A bootstrapping analysis is used to estimate error for the new reweighted free energy surface. A number of bootstrapping iterations is performed where, during an iteration, $nValues$ of data is randomly pulled from the original collective variable data set. This new dataset is used to calculate the respective, fake free energy surface. The free energy surfaces from all bootstrapping iterations are then used to calculate the standard deviation of the sample data. This error analysis uses random sampling from a dataset with replacement, treating each data point within the original dataset as an independent, uncorrelated data point. Due to this assumption, the standard deviation calculated from bootstrapping represents the lower estimate for error in the reweighted free energy. 

In [None]:
print('Beginning bootstrap analysis to approximate error in reweighted CVs')
original_data = np.empty((0,2))
for i in nWindows_range:
    original_data = np.concatenate((original_data,np.array(data[i])))

if original_data.shape != (nValues_total,2):
    print(original_data.shape, nValues_total, 'something went wrong during bootstrapping. The data structure does not have the expected shape.')
    sys.exit()

x_bootstrap_results = []
for i in range(nIterations):
    print('Starting Step %d of %d steps in bootstrap analysis'%(i,nIterations))
    
    # ----------------------------------------
    # CREATING SAMPLE DATA FOR BOOTSTRAP ITERATION
    sample_data = original_data[np.random.randint(nValues_total,size=nValues_total)]
    
    # ----------------------------------------
    # HISTOGRAMMING UNBIASED CV DATA POINT
    for j in range(nValues_total):
        x_index = int((sample_data[j,1] - xMin)/delta_x)
        if x_index == xBins:
            x_index = -1
        
        w = 0
        for k in nWindows_range:
            w+= np.exp((-beta*r0_k_data[k][1])*(sample_data[j,0] - r0_k_data[k][0])**2)/z[k]       # exp((-k/2*k_B*T)(r-r0)^2)/z; no volume correction...
        w /= nWindows # <exp((-k/2*k_B*T)(r-r0)^2)/z>; average reciprocal boltzmann weight of data point in all possible windows;
        x_total_fe_bootstrap[x_index] += 1/w
        x_total_fe_bootstrap = -kT*np.log(x_total_fe_bootstrap/(nValues*delta_x))  # no volume correction
        x_total_fe_bootstrap -= np.ndarray.min(x_total_fe_bootstrap)
        x_bootstrap_results.append(x_total_fe_bootstrap)
        
### NOTE: CALCS THE STANDARD DEVIATION OF THE BOOTSTRAPPED DATA
x_std_error = np.std(np.array(x_bootstrap_results),axis=0) # creates a 1d array of std dev values for each bin in the ubiased CV histogram 
np.savetxt('x_data_bootstrap_error.dat', x_std_error, fmt='%15.10f')
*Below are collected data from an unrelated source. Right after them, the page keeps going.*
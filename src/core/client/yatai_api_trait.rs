use async_trait::async_trait;

use crate::domain::deployment::model::bento_schema::BentoWithRepositorySchema;
use crate::domain::deployment::model::cluster_schema::ClusterSchema;
use crate::domain::deployment::model::deployment_schema::{
    CreateDeploymentSchema, DeploymentSchema, UpdateDeploymentSchema,
};

/// The parts of the Yatai REST API the deployment form depends on.
#[async_trait]
pub trait YataiApi: Send + Sync {
    async fn fetch_cluster(&self, cluster_name: &str) -> anyhow::Result<ClusterSchema>;

    async fn fetch_bento(
        &self,
        repository: &str,
        version: &str,
    ) -> anyhow::Result<BentoWithRepositorySchema>;

    /// Deployment including its latest revision.
    async fn fetch_deployment(
        &self,
        cluster_name: &str,
        deployment_name: &str,
    ) -> anyhow::Result<DeploymentSchema>;

    async fn create_deployment(
        &self,
        cluster_name: &str,
        body: &CreateDeploymentSchema,
    ) -> anyhow::Result<DeploymentSchema>;

    async fn update_deployment(
        &self,
        cluster_name: &str,
        deployment_name: &str,
        body: &UpdateDeploymentSchema,
    ) -> anyhow::Result<DeploymentSchema>;
}
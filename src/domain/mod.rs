pub mod deployment;
use std::collections::BTreeMap;

use serde::{Deserialize, Serialize};
use serde_with::{serde_as, skip_serializing_none, DefaultOnNull};

use super::bento_schema::BentoWithRepositorySchema;
use super::cluster_schema::ClusterSchema;

#[derive(Debug, Clone, Copy, PartialEq, Eq, Default, Serialize, Deserialize)]
#[serde(rename_all = "lowercase")]
pub enum DeploymentTargetType {
    #[default]
    Stable,
    Canary,
}

#[derive(Debug, Clone, Copy, PartialEq, Eq, Serialize, Deserialize)]
#[serde(rename_all = "lowercase")]
pub enum CanaryRuleType {
    Weight,
    Header,
    Cookie,
}

#[skip_serializing_none]
#[derive(Debug, Clone, PartialEq, Eq, Serialize, Deserialize)]
pub struct CanaryRule {
    #[serde(rename = "type")]
    pub rule_type: CanaryRuleType,
    pub weight: Option<u32>,
    pub header: Option<String>,
    pub cookie: Option<String>,
    pub header_value: Option<String>,
}

/// Horizontal autoscaling bounds. Values are passed through unchecked.
#[skip_serializing_none]
#[derive(Debug, Clone, PartialEq, Eq, Default, Serialize, Deserialize)]
pub struct HpaConf {
    pub min_replicas: Option<i32>,
    pub max_replicas: Option<i32>,
}

/// Quantities are opaque strings ("500m", "1024Mi"); nothing here parses them.
#[serde_as]
#[derive(Debug, Clone, PartialEq, Eq, Default, Serialize, Deserialize)]
#[serde(default)]
pub struct ResourceItem {
    #[serde_as(as = "DefaultOnNull")]
    pub cpu: String,
    #[serde_as(as = "DefaultOnNull")]
    pub memory: String,
    #[serde_as(as = "DefaultOnNull")]
    pub gpu: String,
    #[serde_as(as = "DefaultOnNull")]
    pub custom: BTreeMap<String, String>,
}

#[skip_serializing_none]
#[derive(Debug, Clone, PartialEq, Eq, Default, Serialize, Deserialize)]
pub struct Resources {
    pub requests: Option<ResourceItem>,
    pub limits: Option<ResourceItem>,
}

#[derive(Debug, Clone, PartialEq, Eq, Serialize, Deserialize)]
pub struct EnvItem {
    pub key: String,
    pub value: String,
}

impl EnvItem {
    pub fn new(key: impl Into<String>, value: impl Into<String>) -> Self {
        Self {
            key: key.into(),
            value: value.into(),
        }
    }
}

#[skip_serializing_none]
#[derive(Debug, Clone, PartialEq, Eq, Default, Serialize, Deserialize)]
pub struct DeploymentTargetRunnerConfig {
    pub resources: Option<Resources>,
    pub hpa_conf: Option<HpaConf>,
    pub envs: Option<Vec<EnvItem>>,
}

/// Target configuration as exchanged with the backend, both directions.
#[skip_serializing_none]
#[derive(Debug, Clone, PartialEq, Eq, Default, Serialize, Deserialize)]
pub struct DeploymentTargetConfig {
    pub hpa_conf: Option<HpaConf>,
    pub resources: Option<Resources>,
    pub envs: Option<Vec<EnvItem>>,
    pub runners: Option<BTreeMap<String, DeploymentTargetRunnerConfig>>,
    pub enable_ingress: Option<bool>,
}

#[skip_serializing_none]
#[derive(Debug, Clone, PartialEq, Eq, Serialize, Deserialize)]
pub struct CreateDeploymentTargetSchema {
    #[serde(rename = "type")]
    pub target_type: DeploymentTargetType,
    pub bento_repository: String,
    pub bento: String,
    pub canary_rules: Option<Vec<CanaryRule>>,
    pub config: Option<DeploymentTargetConfig>,
}

/// Request body of `POST .../deployments`.
#[skip_serializing_none]
#[derive(Debug, Clone, PartialEq, Eq, Serialize, Deserialize)]
pub struct CreateDeploymentSchema {
    pub cluster_name: Option<String>,
    pub name: String,
    pub description: Option<String>,
    pub kube_namespace: Option<String>,
    pub targets: Vec<CreateDeploymentTargetSchema>,
}

/// Request body of `PATCH .../deployments/{name}`. Name, cluster and
/// namespace are fixed once a deployment exists.
#[skip_serializing_none]
#[derive(Debug, Clone, PartialEq, Eq, Serialize, Deserialize)]
pub struct UpdateDeploymentSchema {
    pub description: Option<String>,
    pub targets: Vec<CreateDeploymentTargetSchema>,
}

impl From<CreateDeploymentSchema> for UpdateDeploymentSchema {
    fn from(value: CreateDeploymentSchema) -> Self {
        Self {
            description: value.description,
            targets: value.targets,
        }
    }
}

#[derive(Debug, Clone, PartialEq, Serialize, Deserialize)]
pub struct DeploymentTargetSchema {
    pub uid: Option<String>,
    #[serde(rename = "type")]
    pub target_type: DeploymentTargetType,
    pub bento: BentoWithRepositorySchema,
    pub canary_rules: Option<Vec<CanaryRule>>,
    pub config: Option<DeploymentTargetConfig>,
}

#[serde_as]
#[derive(Debug, Clone, PartialEq, Serialize, Deserialize)]
pub struct DeploymentRevisionSchema {
    pub uid: String,
    pub status: Option<String>,
    #[serde_as(as = "DefaultOnNull")]
    #[serde(default)]
    pub targets: Vec<DeploymentTargetSchema>,
}

#[derive(Debug, Clone, PartialEq, Serialize, Deserialize)]
pub struct DeploymentSchema {
    pub uid: String,
    pub name: String,
    pub description: Option<String>,
    pub kube_namespace: Option<String>,
    pub status: Option<String>,
    pub cluster: Option<ClusterSchema>,
    pub latest_revision: Option<DeploymentRevisionSchema>,
}
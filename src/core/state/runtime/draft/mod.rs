pub mod draft_session;
pub mod draft_session_repository;
pub mod draft_session_repository_trait;
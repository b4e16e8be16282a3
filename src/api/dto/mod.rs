use serde::Serialize;

/// Envelope for every JSON response.
#[derive(Debug, Serialize)]
pub struct ApiResponse<T> {
    pub success: bool,
    pub data: Option<T>,
    pub message: Option<String>,
}

impl<T> ApiResponse<T> {
    pub fn ok(data: T) -> Self {
        Self {
            success: true,
            data: Some(data),
            message: None,
        }
    }
}
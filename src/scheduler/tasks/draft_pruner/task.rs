use std::time::Duration;

use tracing::{debug, info};

use crate::app_state::AppState;

/// Upper bound between two prune passes.
const MAX_PRUNE_INTERVAL: Duration = Duration::from_secs(60);

/// Spawn the idle-draft pruner (fire-and-forget).
pub fn spawn_draft_pruner(state: AppState) {
    let ttl = state.config.draft_ttl();
    let period = ttl
        .to_std()
        .map(|ttl| ttl.min(MAX_PRUNE_INTERVAL))
        .unwrap_or(MAX_PRUNE_INTERVAL)
        .max(Duration::from_secs(1));

    tokio::spawn(async move {
        info!(
            "draft pruner: started (ttl={}s, interval={}s)",
            ttl.num_seconds(),
            period.as_secs()
        );

        let mut interval = tokio::time::interval(period);
        loop {
            interval.tick().await;
            run(&state).await;
        }
    });
}

/// One prune pass. Returns how many drafts were dropped.
pub async fn run(state: &AppState) -> usize {
    let pruned = state
        .draft_service
        .prune_idle(state.config.draft_ttl())
        .await;
    if pruned > 0 {
        info!(pruned, "dropped idle drafts");
    } else {
        debug!("no idle drafts to drop");
    }
    pruned
}

#[cfg(test)]
mod tests {
    use super::*;
    use crate::app_state::with_client;
    use crate::config::AppConfig;
    use crate::core::client::yatai_client::YataiClient;
    use crate::domain::deployment::dto::draft_request::CreateDraftRequest;

    #[tokio::test]
    async fn run_keeps_fresh_drafts() {
        let config = AppConfig::default();
        let client = YataiClient::new(
            reqwest::Client::new(),
            &config.yatai_endpoint,
            &config.yatai_organization,
        );
        let state = with_client(config, client);
        let view = state
            .draft_service
            .create_draft(CreateDraftRequest::default())
            .await
            .unwrap();

        assert_eq!(run(&state).await, 0);
        assert!(state.draft_service.get_draft(view.id).await.is_ok());
    }
}
use std::env;
use std::str::FromStr;

use anyhow::Result;
use serde::Serialize;
use tracing::warn;
use validator::Validate;

/// Runtime settings, read from the environment (after `.env`).
#[derive(Debug, Clone, Serialize, Validate)]
pub struct AppConfig {
    #[validate(url)]
    pub yatai_endpoint: String,
    #[validate(length(min = 1))]
    pub yatai_organization: String,
    pub bind_addr: String,
    #[validate(range(min = 1))]
    pub request_timeout_ms: u64,
    #[validate(range(min = 1, max = 2_592_000))]
    pub draft_ttl_secs: i64,
    pub log_dir: Option<String>,
}

impl Default for AppConfig {
    fn default() -> Self {
        Self {
            yatai_endpoint: "http://localhost:7777".into(),
            yatai_organization: "default".into(),
            bind_addr: "0.0.0.0:7788".into(),
            request_timeout_ms: 15_000,
            draft_ttl_secs: 3_600,
            log_dir: None,
        }
    }
}

impl AppConfig {
    pub fn from_env() -> Result<Self> {
        let defaults = Self::default();
        let config = Self {
            yatai_endpoint: env::var("YATAI_ENDPOINT").unwrap_or(defaults.yatai_endpoint),
            yatai_organization: env::var("YATAI_ORGANIZATION")
                .unwrap_or(defaults.yatai_organization),
            bind_addr: env::var("CONSOLE_BIND_ADDR").unwrap_or(defaults.bind_addr),
            request_timeout_ms: parse_or("CONSOLE_REQUEST_TIMEOUT_MS", defaults.request_timeout_ms),
            draft_ttl_secs: parse_or("CONSOLE_DRAFT_TTL_SECS", defaults.draft_ttl_secs),
            log_dir: env::var("CONSOLE_LOG_DIR").ok().filter(|d| !d.trim().is_empty()),
        };
        config.validate()?;
        Ok(config)
    }

    pub fn draft_ttl(&self) -> chrono::Duration {
        chrono::Duration::try_seconds(self.draft_ttl_secs)
            .unwrap_or_else(|| chrono::Duration::seconds(Self::default().draft_ttl_secs))
    }
}

fn parse_or<T: FromStr + Copy + std::fmt::Display>(key: &str, default: T) -> T {
    let Ok(raw) = env::var(key) else {
        return default;
    };
    match raw.trim().parse() {
        Ok(v) => v,
        Err(_) => {
            warn!("{} has invalid value {:?}, using {}", key, raw, default);
            default
        }
    }
}
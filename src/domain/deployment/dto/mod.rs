pub mod draft_request;
pub mod draft_view;
pub mod field_edit_request;
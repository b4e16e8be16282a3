use std::sync::Arc;

use async_trait::async_trait;
use chrono::Duration;
use uuid::Uuid;

use super::draft_session::DraftSession;

#[async_trait]
pub trait DraftSessionRepositoryTrait: Send + Sync {
    /// Current snapshot of a session.
    async fn get(&self, id: Uuid) -> Option<Arc<DraftSession>>;

    async fn insert(&self, session: DraftSession) -> Arc<DraftSession>;

    /// Mutate a session through a closure.
    ///
    /// The closure works on a copy; the copy replaces the stored snapshot
    /// only when the closure returns `Ok`.
    async fn update<F, T>(&self, id: Uuid, f: F) -> anyhow::Result<(Arc<DraftSession>, T)>
    where
        F: FnOnce(&mut DraftSession) -> anyhow::Result<T> + Send,
        T: Send;

    async fn remove(&self, id: Uuid) -> Option<Arc<DraftSession>>;

    /// Drop sessions idle for longer than `ttl`. Returns how many went.
    async fn prune_idle(&self, ttl: Duration) -> usize;
}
### 4) Perform plotting during the reweighting analysis for sanity checks. 
Plotting of probability densities and unstitched free energy graphs are useful to present the quality of sampling and stitching in the new CV space.

In [None]:
# ----------------------------------------
# FINISHING PLOTTING OF THE REWEIGHTED PROB. DENSITY OF EACH INDIVIDUAL WINDOW - XDATA
IO.finish_plot(1,'reweighted_x_axis_prob_density.png',x_axis_label,'Probability Density',xlim=(xMin,xMax))

# ----------------------------------------
# FINISHING PLOTTING OF THE REWEIGHTED, UNSTITCHED FREE ENERGY - XDATA
IO.finish_plot(2,'reweighted_x_axis_unstitched_fe.png',x_axis_label,r'Relative Free Energy (kcal mol$^{-1}$)',xlim=(xMin,xMax))

# ----------------------------------------
# PLOTTING REWEIGHTED X-DATA FE SURFACE
x_total_fe_counts = -kT*np.log(x_total_fe_counts/(delta_x*nValues_total)) # no volume correction
np.savetxt('reweighted_x_axis_stitched_fe.dat', np.c_[range(xBins),x_half_bins,x_total_fe_counts], fmt='%15.10f')

plt.figure(3)
plt.errorbar(x_half_bins[:],x_total_fe_counts[:],yerr=x_std_error,ecolor='r',elinewidth=0.5,zorder=3)
IO.finish_plot(3, 'reweighted_x_axis_stitched_fe.png', x_axis_label, r'Relative Free Energy (kcal mol$^{-1}$)',xlim=(xMin,xMax),ylim=(-0.05,10)) # NOTE
plt.close()